> Assigned task: Type out all the data below, word for word.

> Source material:
================
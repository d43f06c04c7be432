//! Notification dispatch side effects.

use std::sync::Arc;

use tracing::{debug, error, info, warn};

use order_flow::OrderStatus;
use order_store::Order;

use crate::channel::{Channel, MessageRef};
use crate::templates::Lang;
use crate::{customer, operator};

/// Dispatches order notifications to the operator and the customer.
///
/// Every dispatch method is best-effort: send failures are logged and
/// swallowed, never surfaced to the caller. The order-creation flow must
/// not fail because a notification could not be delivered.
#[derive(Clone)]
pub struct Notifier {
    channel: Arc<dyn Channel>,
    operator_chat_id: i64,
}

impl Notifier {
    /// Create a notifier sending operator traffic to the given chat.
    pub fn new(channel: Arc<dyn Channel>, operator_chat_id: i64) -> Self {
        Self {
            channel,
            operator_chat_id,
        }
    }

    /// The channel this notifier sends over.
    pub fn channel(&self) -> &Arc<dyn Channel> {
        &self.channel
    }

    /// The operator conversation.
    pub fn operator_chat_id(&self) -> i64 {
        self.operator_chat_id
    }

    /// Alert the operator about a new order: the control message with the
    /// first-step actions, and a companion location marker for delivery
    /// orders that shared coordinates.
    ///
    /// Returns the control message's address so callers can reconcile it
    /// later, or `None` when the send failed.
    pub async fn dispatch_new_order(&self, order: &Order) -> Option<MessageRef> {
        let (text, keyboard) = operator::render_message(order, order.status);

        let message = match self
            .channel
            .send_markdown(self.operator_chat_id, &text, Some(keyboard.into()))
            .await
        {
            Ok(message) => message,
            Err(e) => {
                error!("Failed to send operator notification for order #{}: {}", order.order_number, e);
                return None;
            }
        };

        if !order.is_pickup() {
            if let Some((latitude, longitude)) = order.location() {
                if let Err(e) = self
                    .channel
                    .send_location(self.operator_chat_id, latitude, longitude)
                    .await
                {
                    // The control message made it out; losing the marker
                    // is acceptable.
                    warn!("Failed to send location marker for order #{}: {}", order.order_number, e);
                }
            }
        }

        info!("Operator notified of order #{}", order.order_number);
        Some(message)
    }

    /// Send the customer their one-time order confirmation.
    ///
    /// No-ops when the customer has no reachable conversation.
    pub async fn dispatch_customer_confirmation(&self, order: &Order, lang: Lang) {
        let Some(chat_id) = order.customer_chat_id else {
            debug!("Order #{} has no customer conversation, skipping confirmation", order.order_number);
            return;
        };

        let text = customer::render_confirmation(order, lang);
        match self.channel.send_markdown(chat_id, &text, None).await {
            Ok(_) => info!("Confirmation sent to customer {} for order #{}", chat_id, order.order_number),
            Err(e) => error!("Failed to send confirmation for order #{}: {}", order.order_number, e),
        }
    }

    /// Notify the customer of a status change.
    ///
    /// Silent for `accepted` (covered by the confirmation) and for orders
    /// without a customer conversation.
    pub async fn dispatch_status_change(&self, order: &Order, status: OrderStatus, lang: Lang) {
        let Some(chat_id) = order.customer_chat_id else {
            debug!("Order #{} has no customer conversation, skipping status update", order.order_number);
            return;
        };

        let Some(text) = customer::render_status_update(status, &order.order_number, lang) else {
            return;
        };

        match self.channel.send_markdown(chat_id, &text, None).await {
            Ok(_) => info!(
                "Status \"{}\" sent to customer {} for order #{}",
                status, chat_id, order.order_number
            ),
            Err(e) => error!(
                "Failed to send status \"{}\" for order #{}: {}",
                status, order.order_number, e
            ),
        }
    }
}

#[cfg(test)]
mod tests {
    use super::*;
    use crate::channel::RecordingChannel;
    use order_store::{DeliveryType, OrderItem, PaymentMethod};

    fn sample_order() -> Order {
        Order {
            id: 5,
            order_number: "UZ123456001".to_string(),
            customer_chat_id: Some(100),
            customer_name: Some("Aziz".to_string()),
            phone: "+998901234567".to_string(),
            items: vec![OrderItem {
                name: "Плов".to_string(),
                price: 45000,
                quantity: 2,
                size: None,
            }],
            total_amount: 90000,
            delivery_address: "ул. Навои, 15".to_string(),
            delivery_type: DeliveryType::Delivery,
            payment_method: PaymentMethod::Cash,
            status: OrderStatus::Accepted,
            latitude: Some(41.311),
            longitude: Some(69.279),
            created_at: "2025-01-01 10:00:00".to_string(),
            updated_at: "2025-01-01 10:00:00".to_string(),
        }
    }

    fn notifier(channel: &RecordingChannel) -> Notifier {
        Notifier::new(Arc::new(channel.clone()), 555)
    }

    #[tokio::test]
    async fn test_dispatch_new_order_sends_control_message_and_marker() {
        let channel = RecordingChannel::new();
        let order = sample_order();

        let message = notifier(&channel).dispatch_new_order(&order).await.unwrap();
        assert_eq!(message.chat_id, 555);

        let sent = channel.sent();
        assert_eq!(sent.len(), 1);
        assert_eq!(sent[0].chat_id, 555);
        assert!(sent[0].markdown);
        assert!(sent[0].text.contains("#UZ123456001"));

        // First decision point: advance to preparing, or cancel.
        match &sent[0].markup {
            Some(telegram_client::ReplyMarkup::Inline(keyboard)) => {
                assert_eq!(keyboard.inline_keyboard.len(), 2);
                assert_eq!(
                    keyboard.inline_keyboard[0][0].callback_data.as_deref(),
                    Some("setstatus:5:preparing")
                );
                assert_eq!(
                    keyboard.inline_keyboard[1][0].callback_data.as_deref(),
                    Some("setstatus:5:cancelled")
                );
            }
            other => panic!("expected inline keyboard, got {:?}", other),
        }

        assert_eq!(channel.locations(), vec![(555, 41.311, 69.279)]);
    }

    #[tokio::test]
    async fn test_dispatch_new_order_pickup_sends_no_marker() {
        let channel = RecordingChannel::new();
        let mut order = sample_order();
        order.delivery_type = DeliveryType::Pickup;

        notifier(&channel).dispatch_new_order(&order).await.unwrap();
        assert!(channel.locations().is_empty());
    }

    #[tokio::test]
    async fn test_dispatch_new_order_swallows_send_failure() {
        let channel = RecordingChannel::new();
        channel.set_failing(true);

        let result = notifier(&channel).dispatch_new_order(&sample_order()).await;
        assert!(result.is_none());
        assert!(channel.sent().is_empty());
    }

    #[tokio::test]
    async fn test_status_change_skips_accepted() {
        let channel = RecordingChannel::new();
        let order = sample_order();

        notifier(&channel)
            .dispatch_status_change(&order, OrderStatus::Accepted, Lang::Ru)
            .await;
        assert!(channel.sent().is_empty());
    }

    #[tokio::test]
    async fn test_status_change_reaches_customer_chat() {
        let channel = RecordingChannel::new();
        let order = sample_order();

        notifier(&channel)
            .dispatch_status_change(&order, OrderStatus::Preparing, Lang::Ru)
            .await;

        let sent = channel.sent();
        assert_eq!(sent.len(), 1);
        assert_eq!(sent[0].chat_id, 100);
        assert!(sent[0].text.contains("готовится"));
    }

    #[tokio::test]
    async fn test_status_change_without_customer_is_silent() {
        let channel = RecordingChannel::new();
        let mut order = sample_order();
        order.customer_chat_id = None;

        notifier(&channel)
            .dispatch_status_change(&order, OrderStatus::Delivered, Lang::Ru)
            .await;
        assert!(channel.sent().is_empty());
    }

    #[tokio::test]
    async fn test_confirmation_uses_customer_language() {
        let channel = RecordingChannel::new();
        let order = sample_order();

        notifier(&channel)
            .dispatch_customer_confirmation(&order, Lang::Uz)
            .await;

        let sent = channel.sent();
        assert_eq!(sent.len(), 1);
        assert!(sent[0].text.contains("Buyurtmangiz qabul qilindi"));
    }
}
================
> Exercise result:
repository d43f06c04c7be432
//! Notification dispatch side effects.

use std::sync::Arc;

use tracing::{debug, error, info, warn};

use order_flow::OrderStatus;
use order_store::Order;

use crate::channel::{Channel, MessageRef};
use crate::templates::Lang;
use crate::{customer, operator};

/// Dispatches order notifications to the operator and the customer.
///
/// Every dispatch method is best-effort: send failures are logged and
/// swallowed, never surfaced to the caller. The order-creation flow must
/// not fail because a notification could not be delivered.
#[derive(Clone)]
pub struct Notifier {
    channel: Arc<dyn Channel>,
    operator_chat_id: i64,
}

impl Notifier {
    /// Create a notifier sending operator traffic to the given chat.
    pub fn new(channel: Arc<dyn Channel>, operator_chat_id: i64) -> Self {
        Self {
            channel,
            operator_chat_id,
        }
    }

    /// The channel this notifier sends over.
    pub fn channel(&self) -> &Arc<dyn Channel> {
        &self.channel
    }

    /// The operator conversation.
    pub fn operator_chat_id(&self) -> i64 {
        self.operator_chat_id
    }

    /// Alert the operator about a new order: the control message with the
    /// first-step actions, and a companion location marker for delivery
    /// orders that shared coordinates.
    ///
    /// Returns the control message's address so callers can reconcile it
    /// later, or `None` when the send failed.
    pub async fn dispatch_new_order(&self, order: &Order) -> Option<MessageRef> {
        let (text, keyboard) = operator::render_message(order, order.status);

        let message = match self
            .channel
            .send_markdown(self.operator_chat_id, &text, Some(keyboard.into()))
            .await
        {
            Ok(message) => message,
            Err(e) => {
                error!("Failed to send operator notification for order #{}: {}", order.order_number, e);
                return None;
            }
        };

        if !order.is_pickup() {
            if let Some((latitude, longitude)) = order.location() {
                if let Err(e) = self
                    .channel
                    .send_location(self.operator_chat_id, latitude, longitude)
                    .await
                {
                    // The control message made it out; losing the marker
                    // is acceptable.
                    warn!("Failed to send location marker for order #{}: {}", order.order_number, e);
                }
            }
        }

        info!("Operator notified of order #{}", order.order_number);
        Some(message)
    }

    /// Send the customer their one-time order confirmation.
    ///
    /// No-ops when the customer has no reachable conversation.
    pub async fn dispatch_customer_confirmation(&self, order: &Order, lang: Lang) {
        let Some(chat_id) = order.customer_chat_id else {
            debug!("Order #{} has no customer conversation, skipping confirmation", order.order_number);
            return;
        };

        let text = customer::render_confirmation(order, lang);
        match self.channel.send_markdown(chat_id, &text, None).await {
            Ok(_) => info!("Confirmation sent to customer {} for order #{}", chat_id, order.order_number),
            Err(e) => error!("Failed to send confirmation for order #{}: {}", order.order_number, e),
        }
    }

    /// Notify the customer of a status change.
    ///
    /// Silent for `accepted` (covered by the confirmation) and for orders
    /// without a customer conversation.
    pub async fn dispatch_status_change(&self, order: &Order, status: OrderStatus, lang: Lang) {
        let Some(chat_id) = order.customer_chat_id else {
            debug!("Order #{} has no customer conversation, skipping status update", order.order_number);
            return;
        };

        let Some(text) = customer::render_status_update(status, &order.order_number, lang) else {
            return;
        };

        match self.channel.send_markdown(chat_id, &text, None).await {
            Ok(_) => info!(
                "Status \"{}\" sent to customer {} for order #{}",
                status, chat_id, order.order_number
            ),
            Err(e) => error!(
                "Failed to send status \"{}\" for order #{}: {}",
                status, order.order_number, e
            ),
        }
    }
}

#[cfg(test)]
mod tests {
    use super::*;
    use crate::channel::RecordingChannel;
    use order_store::{DeliveryType, OrderItem, PaymentMethod};

    fn sample_order() -> Order {
        Order {
            id: 5,
            order_number: "UZ123456001".to_string(),
            customer_chat_id: Some(100),
            customer_name: Some("Aziz".to_string()),
            phone: "+998901234567".to_string(),
            items: vec![OrderItem {
                name: "Плов".to_string(),
                price: 45000,
                quantity: 2,
                size: None,
            }],
            total_amount: 90000,
            delivery_address: "ул. Навои, 15".to_string(),
            delivery_type: DeliveryType::Delivery,
            payment_method: PaymentMethod::Cash,
            status: OrderStatus::Accepted,
            latitude: Some(41.311),
            longitude: Some(69.279),
            created_at: "2025-01-01 10:00:00".to_string(),
            updated_at: "2025-01-01 10:00:00".to_string(),
        }
    }

    fn notifier(channel: &RecordingChannel) -> Notifier {
        Notifier::new(Arc::new(channel.clone()), 555)
    }

    #[tokio::test]
    async fn test_dispatch_new_order_sends_control_message_and_marker() {
        let channel = RecordingChannel::new();
        let order = sample_order();

        let message = notifier(&channel).dispatch_new_order(&order).await.unwrap();
        assert_eq!(message.chat_id, 555);

        let sent = channel.sent();
        assert_eq!(sent.len(), 1);
        assert_eq!(sent[0].chat_id, 555);
        assert!(sent[0].markdown);
        assert!(sent[0].text.contains("#UZ123456001"));

        // First decision point: advance to preparing, or cancel.
        match &sent[0].markup {
            Some(telegram_client::ReplyMarkup::Inline(keyboard)) => {
                assert_eq!(keyboard.inline_keyboard.len(), 2);
                assert_eq!(
                    keyboard.inline_keyboard[0][0].callback_data.as_deref(),
                    Some("setstatus:5:preparing")
                );
                assert_eq!(
                    keyboard.inline_keyboard[1][0].callback_data.as_deref(),
                    Some("setstatus:5:cancelled")
                );
            }
            other => panic!("expected inline keyboard, got {:?}", other),
        }

        assert_eq!(channel.locations(), vec![(555, 41.311, 69.279)]);
    }

    #[tokio::test]
    async fn test_dispatch_new_order_pickup_sends_no_marker() {
        let channel = RecordingChannel::new();
        let mut order = sample_order();
        order.delivery_type = DeliveryType::Pickup;

        notifier(&channel).dispatch_new_order(&order).await.unwrap();
        assert!(channel.locations().is_empty());
    }

    #[tokio::test]
    async fn test_dispatch_new_order_swallows_send_failure() {
        let channel = RecordingChannel::new();
        channel.set_failing(true);

        let result = notifier(&channel).dispatch_new_order(&sample_order()).await;
        assert!(result.is_none());
        assert!(channel.sent().is_empty());
    }

    #[tokio::test]
    async fn test_status_change_skips_accepted() {
        let channel = RecordingChannel::new();
        let order = sample_order();

        notifier(&channel)
            .dispatch_status_change(&order, OrderStatus::Accepted, Lang::Ru)
            .await;
        assert!(channel.sent().is_empty());
    }

    #[tokio::test]
    async fn test_status_change_reaches_customer_chat() {
        let channel = RecordingChannel::new();
        let order = sample_order();

        notifier(&channel)
            .dispatch_status_change(&order, OrderStatus::Preparing, Lang::Ru)
            .await;

        let sent = channel.sent();
        assert_eq!(sent.len(), 1);
        assert_eq!(sent[0].chat_id, 100);
        assert!(sent[0].text.contains("готовится"));
    }

    #[tokio::test]
    async fn test_status_change_without_customer_is_silent() {
        let channel = RecordingChannel::new();
        let mut order = sample_order();
        order.customer_chat_id = None;

        notifier(&channel)
            .dispatch_status_change(&order, OrderStatus::Delivered, Lang::Ru)
            .await;
        assert!(channel.sent().is_empty());
    }

    #[tokio::test]
    async fn test_confirmation_uses_customer_language() {
        let channel = RecordingChannel::new();
        let order = sample_order();

        notifier(&channel)
            .dispatch_customer_confirmation(&order, Lang::Uz)
            .await;

        let sent = channel.sent();
        assert_eq!(sent.len(), 1);
        assert!(sent[0].text.contains("Buyurtmangiz qabul qilindi"));
    }
}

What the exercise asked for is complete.